BFMTV
Parti socialiste

"Cahuzac a essayé de montrer l’humain en lui"

En invoquant sa "part d'ombre", Jérôme Cahuzac a tenté de montrer l'humain en lui.

En invoquant sa "part d'ombre", Jérôme Cahuzac a tenté de montrer l'humain en lui. - -

Opération communication pour Jérôme Cahuzac, qui s’est exprimé mardi sur BFMTV. Seul devant Jean-François Achili, l’ancien ministre du Budget a reconnu "une folle erreur". Une intervention préparée, que BFMTV.com a décrypté avec une spécialiste du discours politique.

Visage impassible, ton maitrisé, Jérôme Cahuzac est apparu mardi sur BFMTV, pour la première fois depuis ses aveux. Les silences sont là, les hésitations aussi. Mais rien n’a été laissé au hasard quant aux mots délivrés pendant l'interview. Certains reviennent même à plusieurs reprises, comme pour faire passer un message. Explications avec Mariette Darrigrand, sémiologue spécialiste du discours politique.

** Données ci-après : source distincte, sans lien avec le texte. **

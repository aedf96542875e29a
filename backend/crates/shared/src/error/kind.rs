//! Error Kind - Classification of errors
//!
//! Defines the [`ErrorKind`] enum that maps to HTTP status codes.

use serde::Serialize;

/// エラー種別の列挙体
///
/// HTTP ステータスコードに対応するエラー分類を定義します。
/// 各バリアントは RFC 7231/9110 に準拠したステータスコードにマッピングされます。
///
/// ## Notes
/// * `non_exhaustive` - 将来的に列挙子が追加される可能性があることを示す
///
/// ## Examples
/// ```rust
/// use kernel::error::kind::ErrorKind;
///
/// let kind = ErrorKind::Conflict;
/// assert_eq!(kind.status_code(), 409);
/// assert_eq!(kind.as_str(), "Conflict");
/// ```
#[derive(Debug, Clone, Copy, PartialEq, Eq, Serialize)]
#[serde(rename_all = "SCREAMING_SNAKE_CASE")]
#[non_exhaustive]
pub enum ErrorKind {
    /// 400 - Bad Request: リクエストが不正
    BadRequest,
    /// 401 - Unauthorized: 認証が必要
    Unauthorized,
    /// 403 - Forbidden: アクセス権限なし
    Forbidden,
    /// 404 - Not Found: リソースが見つからない
    NotFound,
    /// 408 - Request Timeout: リクエストタイムアウト
    RequestTimeout,
    /// 409 - Conflict: 現在の状態と競合
    Conflict,
    /// 422 - Unprocessable Entity: 処理不可能なエンティティ
    UnprocessableEntity,
    /// 500 - Internal Server Error: サーバー内部エラー
    InternalServerError,
    /// 503 - Service Unavailable: サービス利用不可
    ServiceUnavailable,
}

impl ErrorKind {
    /// HTTP ステータスコードを取得
    ///
    /// ## Returns
    /// RFC 7231/9110 に準拠した HTTP ステータスコード
    ///
    /// ## Examples
    /// ```rust
    /// use kernel::error::kind::ErrorKind;
    /// assert_eq!(ErrorKind::BadRequest.status_code(), 400);
    /// assert_eq!(ErrorKind::NotFound.status_code(), 404);
    /// ```
    #[inline]
    pub const fn status_code(&self) -> u16 {
        match self {
            ErrorKind::BadRequest => 400,
            ErrorKind::Unauthorized => 401,
            ErrorKind::Forbidden => 403,
            ErrorKind::NotFound => 404,
            ErrorKind::RequestTimeout => 408,
            ErrorKind::Conflict => 409,
            ErrorKind::UnprocessableEntity => 422,
            ErrorKind::InternalServerError => 500,
            ErrorKind::ServiceUnavailable => 503,
        }
    }

    /// ユーザー向けの文字列表現を取得
    ///
    /// ## Returns
    /// HTTP ステータスの標準的な理由フレーズ
    ///
    /// ## Examples
    /// ```rust
    /// use kernel::error::kind::ErrorKind;
    /// assert_eq!(ErrorKind::BadRequest.as_str(), "Bad Request");
    /// ```
    #[inline]
    pub const fn as_str(&self) -> &'static str {
        match self {
            ErrorKind::BadRequest => "Bad Request",
            ErrorKind::Unauthorized => "Unauthorized",
            ErrorKind::Forbidden => "Forbidden",
            ErrorKind::NotFound => "Not Found",
            ErrorKind::RequestTimeout => "Request Timeout",
            ErrorKind::Conflict => "Conflict",
            ErrorKind::UnprocessableEntity => "Unprocessable Entity",
            ErrorKind::InternalServerError => "Internal Server Error",
            ErrorKind::ServiceUnavailable => "Service Unavailable",
        }
    }

    /// サーバーエラー（5xx）かどうか
    #[inline]
    pub const fn is_server_error(&self) -> bool {
        self.status_code() >= 500
    }

    /// クライアントエラー（4xx）かどうか
    #[inline]
    pub const fn is_client_error(&self) -> bool {
        let code = self.status_code();
        code >= 400 && code < 500
    }
}

impl std::fmt::Display for ErrorKind {
    fn fmt(&self, f: &mut std::fmt::Formatter<'_>) -> std::fmt::Result {
        write!(f, "{}", self.as_str())
    }
}

#[cfg(test)]
mod tests {
    use super::*;

    #[test]
    fn test_status_codes() {
        assert_eq!(ErrorKind::BadRequest.status_code(), 400);
        assert_eq!(ErrorKind::Unauthorized.status_code(), 401);
        assert_eq!(ErrorKind::Forbidden.status_code(), 403);
        assert_eq!(ErrorKind::NotFound.status_code(), 404);
        assert_eq!(ErrorKind::RequestTimeout.status_code(), 408);
        assert_eq!(ErrorKind::Conflict.status_code(), 409);
        assert_eq!(ErrorKind::UnprocessableEntity.status_code(), 422);
        assert_eq!(ErrorKind::InternalServerError.status_code(), 500);
        assert_eq!(ErrorKind::ServiceUnavailable.status_code(), 503);
    }

    #[test]
    fn test_classification() {
        assert!(ErrorKind::BadRequest.is_client_error());
        assert!(!ErrorKind::BadRequest.is_server_error());
        assert!(ErrorKind::InternalServerError.is_server_error());
        assert!(!ErrorKind::InternalServerError.is_client_error());
    }

    #[test]
    fn test_display() {
        assert_eq!(ErrorKind::Conflict.to_string(), "Conflict");
    }
}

Que vous inspire cette intervention?

Je pense que c’est clairement une stratégie de communication. Et en tant qu'objet de communication, cette intervention pose la question de l’image par rapport au langage écrit. Jérôme Cahuzac aurait pu écrire une tribune dans un journal, par exemple. Mais il choisit de venir à la télévision. Il entame un nouvel acte. L’acte I représente les aveux, l’acte II le commentaire des aveux.

Un terme vous a-t-il marquée?

S’il y a, à mon avis, un terme à retenir, c’est "la part d’ombre" en lui. Une expression qui revient à plusieurs reprises pendant son intervention. Cette "part d’ombre" est commune à tous les êtres humains. Vous, moi, tout le monde en a une. Employer ce terme, c’est une façon pour lui de se relier à l’humanité.

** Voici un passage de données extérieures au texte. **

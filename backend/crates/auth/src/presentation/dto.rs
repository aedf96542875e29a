//! API DTOs (Data Transfer Objects)

use serde::{Deserialize, Serialize};

use crate::domain::entity::account::PreferencesPatch;

// ============================================================================
// Sign Up
// ============================================================================

/// Sign up request (student and faculty variants share the shape)
#[derive(Debug, Clone, Deserialize)]
#[serde(rename_all = "camelCase")]
pub struct SignUpRequest {
    pub email: String,
    pub password: String,
    pub first_name: String,
    pub last_name: String,
    /// Accepted for wire compatibility but ignored; signup always seeds
    /// the default preferences.
    #[serde(default)]
    pub preferences: Option<PreferencesPatch>,
}

/// Sign up response
#[derive(Debug, Clone, Serialize)]
#[serde(rename_all = "camelCase")]
pub struct SignUpResponse {
    pub account_id: String,
}

// ============================================================================
// Sign In
// ============================================================================

/// Sign in request
#[derive(Debug, Clone, Deserialize)]
#[serde(rename_all = "camelCase")]
pub struct SignInRequest {
    pub email: String,
    pub password: String,
}

/// Sign in response
///
/// Never carries the password hash or internal record ids.
#[derive(Debug, Clone, Serialize)]
#[serde(rename_all = "camelCase")]
pub struct SignInResponse {
    pub first_name: String,
    pub last_name: String,
    pub session_token: String,
    pub ui_theme: String,
    pub editor_theme: String,
    pub wants_email_notifications: bool,
    pub is_student: bool,
}

// ============================================================================
// Session Status
// ============================================================================

/// Session status response
#[derive(Debug, Clone, Serialize)]
#[serde(rename_all = "camelCase")]
pub struct SessionStatusResponse {
    pub authenticated: bool,
    #[serde(skip_serializing_if = "Option::is_none")]
    pub account_id: Option<String>,
    #[serde(skip_serializing_if = "Option::is_none")]
    pub is_student: Option<bool>,
    #[serde(skip_serializing_if = "Option::is_none")]
    pub student_id: Option<String>,
    #[serde(skip_serializing_if = "Option::is_none")]
    pub faculty_id: Option<String>,
}

impl SessionStatusResponse {
    /// The unauthenticated shape
    pub fn anonymous() -> Self {
        Self {
            authenticated: false,
            account_id: None,
            is_student: None,
            student_id: None,
            faculty_id: None,
        }
    }
}

// ============================================================================
// Profile Update
// ============================================================================

/// Sparse profile update request
///
/// Absent fields are left untouched; the password pair only applies when
/// both halves are present.
#[derive(Debug, Clone, Default, Deserialize)]
#[serde(rename_all = "camelCase")]
pub struct UpdateProfileRequest {
    pub first_name: Option<String>,
    pub last_name: Option<String>,
    pub old_password: Option<String>,
    pub new_password: Option<String>,
    pub preferences: Option<PreferencesPatch>,
}
//! Class Router

use axum::{
    Router,
    routing::{get, post, put},
};
use std::sync::Arc;

use crate::domain::repository::ClassRepository;
use crate::infra::postgres::PgClassRepository;
use crate::presentation::handlers::{self, ClassAppState};

/// Create the Class router with the PostgreSQL repository
pub fn class_router(repo: PgClassRepository) -> Router {
    class_router_generic(repo)
}

/// Create a generic Class router for any repository implementation
pub fn class_router_generic<C>(repo: C) -> Router
where
    C: ClassRepository + Clone + Send + Sync + 'static,
{
    let state = ClassAppState {
        repo: Arc::new(repo),
    };

    Router::new()
        .route("/insert", post(handlers::insert_class::<C>))
        .route("/join", post(handlers::join_class::<C>))
        .route("/name", put(handlers::rename_class::<C>))
        .route("/members", get(handlers::class_members::<C>))
        .route("/all", get(handlers::all_classes::<C>))
        .with_state(state)
}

Il s’agit ici d’éloigner Jérôme Cahuzac en tant que sujet, en tant qu’individu. C’est l’humain, qu’il veut nous montrer. Il décrit les évènements dont il est accusé comme quelque chose qui lui tombe dessus sans qu’il puisse rien faire, comme quelque chose qui arrive à tout le monde. Une sorte de fatalité – qu'on retrouve aussi dans l’expression "spirale du mensonge". Tout à coup, on est passé de la responsabilité de l’individu à l’inconscient collectif.

Quelles conséquences?

Puisque les aveux sont faits, il doit changer de registre et livrer un discours qui éloigne de lui. On passe de la faute à la condition humaine. On est dans l’universel.

Ce qu’on peut remarquer, c’est que le choix de s’inscrire dans l’inconscient collectif évacue la responsabilité. Elle est effacée au nom de la "folle erreur" pour laquelle il demande pardon. Si Jérôme Cahuzac s’excuse pendant sa prestation, on remarque que le terme de "responsabilité" apparaît peu dans son discours.

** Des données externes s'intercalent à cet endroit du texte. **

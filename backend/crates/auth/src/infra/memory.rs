//! In-Memory Session Store Implementation
//!
//! Token → payload map guarded by an async RwLock. Volatile: sessions
//! do not survive a process restart. Expiry is left to the store; this
//! engine keeps entries until they are deleted.

use std::collections::HashMap;
use std::sync::Arc;

use tokio::sync::RwLock;

use crate::domain::repository::SessionStore;
use crate::error::AuthResult;

/// In-memory session store
///
/// Cloning shares the underlying map, so one store can serve every
/// handler. "Connecting" is a no-op and trivially idempotent.
#[derive(Clone, Default)]
pub struct InMemorySessionStore {
    entries: Arc<RwLock<HashMap<String, String>>>,
}

impl InMemorySessionStore {
    pub fn new() -> Self {
        Self::default()
    }

    /// Number of active sessions (diagnostics)
    pub async fn len(&self) -> usize {
        self.entries.read().await.len()
    }

    pub async fn is_empty(&self) -> bool {
        self.entries.read().await.is_empty()
    }
}

impl SessionStore for InMemorySessionStore {
    async fn set(&self, token: &str, payload: &str) -> AuthResult<()> {
        self.entries
            .write()
            .await
            .insert(token.to_string(), payload.to_string());
        Ok(())
    }

    async fn get(&self, token: &str) -> AuthResult<Option<String>> {
        Ok(self.entries.read().await.get(token).cloned())
    }

    async fn del(&self, token: &str) -> AuthResult<()> {
        // Removing an absent token is not an error.
        self.entries.write().await.remove(token);
        Ok(())
    }
}

#[cfg(test)]
mod tests {
    use super::*;

    #[tokio::test]
    async fn test_set_get_del() {
        let store = InMemorySessionStore::new();

        store.set("token-1", "payload-1").await.unwrap();
        assert_eq!(
            store.get("token-1").await.unwrap(),
            Some("payload-1".to_string())
        );

        store.del("token-1").await.unwrap();
        assert_eq!(store.get("token-1").await.unwrap(), None);
    }

    #[tokio::test]
    async fn test_del_absent_token_is_ok() {
        let store = InMemorySessionStore::new();
        store.del("never-existed").await.unwrap();
        store.del("never-existed").await.unwrap();
    }

    #[tokio::test]
    async fn test_clones_share_entries() {
        let store = InMemorySessionStore::new();
        let clone = store.clone();

        store.set("token-1", "payload-1").await.unwrap();
        assert_eq!(
            clone.get("token-1").await.unwrap(),
            Some("payload-1".to_string())
        );
        assert_eq!(clone.len().await, 1);
    }
}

Quand on l’entend, on a l’impression qu'un autre que lui a fauté...

Son discours fait effectivement penser à un dédoublement de la personnalité. On croirait presque que tout a été fait à son insu. Mais c'est difficle à juger. C’est même une question qui devient psychologique: est-ce qu’on peut se dédoubler pendant tant d’années? Est-ce possible? Sans défendre à tout prix Jérôme Cahuzac, la question mérite d'être posée à mon sens.

"Ardent", "je me consume de l'intérieur": comment interpréter ces termes?

Ces mots sont choisis, et si on les remarque, c’est parce qu’ils n’appartiennent pas à la langue politique habituelle. Ils appartiennent même au registre littéraire, romanesque. Ils renvoient à l'intime.

Si cela frappe, c’est parce que de nos jours le langage politique est dénué d’ardeur – sauf dans quelques exceptions. Sur le plateau télévisé, on ne voit que le visage impassible de l'expert, dont la voix ne faillit pas.


À LIRE AUSSI:

>> Cahuzac: opération communication réussie?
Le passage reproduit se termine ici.